(Records excerpted from a collection)
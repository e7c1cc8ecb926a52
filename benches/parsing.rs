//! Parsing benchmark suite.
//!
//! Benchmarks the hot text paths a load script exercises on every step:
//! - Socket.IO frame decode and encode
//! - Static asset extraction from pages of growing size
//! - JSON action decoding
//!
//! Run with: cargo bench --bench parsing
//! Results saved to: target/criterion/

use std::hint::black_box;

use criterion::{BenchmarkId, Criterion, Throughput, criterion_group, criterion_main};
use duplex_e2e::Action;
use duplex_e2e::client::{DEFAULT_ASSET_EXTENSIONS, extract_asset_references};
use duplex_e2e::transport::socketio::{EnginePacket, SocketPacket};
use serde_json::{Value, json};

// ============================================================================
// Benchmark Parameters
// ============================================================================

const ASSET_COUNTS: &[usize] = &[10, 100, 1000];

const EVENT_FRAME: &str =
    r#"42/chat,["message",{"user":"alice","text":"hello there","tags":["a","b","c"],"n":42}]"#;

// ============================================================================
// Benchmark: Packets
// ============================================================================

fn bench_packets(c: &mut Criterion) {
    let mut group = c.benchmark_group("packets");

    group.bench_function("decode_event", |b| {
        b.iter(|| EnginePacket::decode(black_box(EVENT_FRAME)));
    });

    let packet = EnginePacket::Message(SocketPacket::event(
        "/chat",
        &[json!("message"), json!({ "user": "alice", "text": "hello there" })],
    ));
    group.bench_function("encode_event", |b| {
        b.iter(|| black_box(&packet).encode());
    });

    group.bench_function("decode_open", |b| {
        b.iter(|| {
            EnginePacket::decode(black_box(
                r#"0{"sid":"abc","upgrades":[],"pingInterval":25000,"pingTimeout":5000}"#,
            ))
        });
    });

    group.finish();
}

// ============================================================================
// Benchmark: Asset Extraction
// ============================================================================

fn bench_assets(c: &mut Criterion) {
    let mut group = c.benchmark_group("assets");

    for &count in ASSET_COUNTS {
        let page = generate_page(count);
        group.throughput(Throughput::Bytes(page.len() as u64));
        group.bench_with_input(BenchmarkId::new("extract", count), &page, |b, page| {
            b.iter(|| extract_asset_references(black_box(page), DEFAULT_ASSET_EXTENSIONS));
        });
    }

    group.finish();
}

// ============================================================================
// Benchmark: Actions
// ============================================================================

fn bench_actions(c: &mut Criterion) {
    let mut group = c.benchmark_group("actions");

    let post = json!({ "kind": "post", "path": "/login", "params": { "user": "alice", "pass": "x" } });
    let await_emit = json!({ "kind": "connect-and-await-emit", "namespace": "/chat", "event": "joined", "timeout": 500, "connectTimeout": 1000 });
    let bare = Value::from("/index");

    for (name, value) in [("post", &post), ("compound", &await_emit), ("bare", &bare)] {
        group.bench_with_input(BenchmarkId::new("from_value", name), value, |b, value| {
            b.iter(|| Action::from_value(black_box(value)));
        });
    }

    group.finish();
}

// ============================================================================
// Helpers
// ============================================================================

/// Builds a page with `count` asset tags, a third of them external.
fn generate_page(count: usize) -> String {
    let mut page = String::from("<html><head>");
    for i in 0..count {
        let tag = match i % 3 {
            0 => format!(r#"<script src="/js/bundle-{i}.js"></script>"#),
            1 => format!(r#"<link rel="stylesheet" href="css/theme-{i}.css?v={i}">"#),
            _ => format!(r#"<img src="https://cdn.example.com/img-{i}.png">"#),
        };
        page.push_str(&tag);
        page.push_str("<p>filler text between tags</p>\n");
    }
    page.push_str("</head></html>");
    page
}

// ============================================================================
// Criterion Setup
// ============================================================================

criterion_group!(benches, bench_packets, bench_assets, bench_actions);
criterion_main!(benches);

• **Exercise directions**: Each line of the data that holds "user" should be copied.

• **Result below**:
    r#"42/chat,["message",{"user":"alice","text":"hello there","tags":["a","b","c"],"n":42}]"#;
        &[json!("message"), json!({ "user": "alice", "text": "hello there" })],
    let post = json!({ "kind": "post", "path": "/login", "params": { "user": "alice", "pass": "x" } });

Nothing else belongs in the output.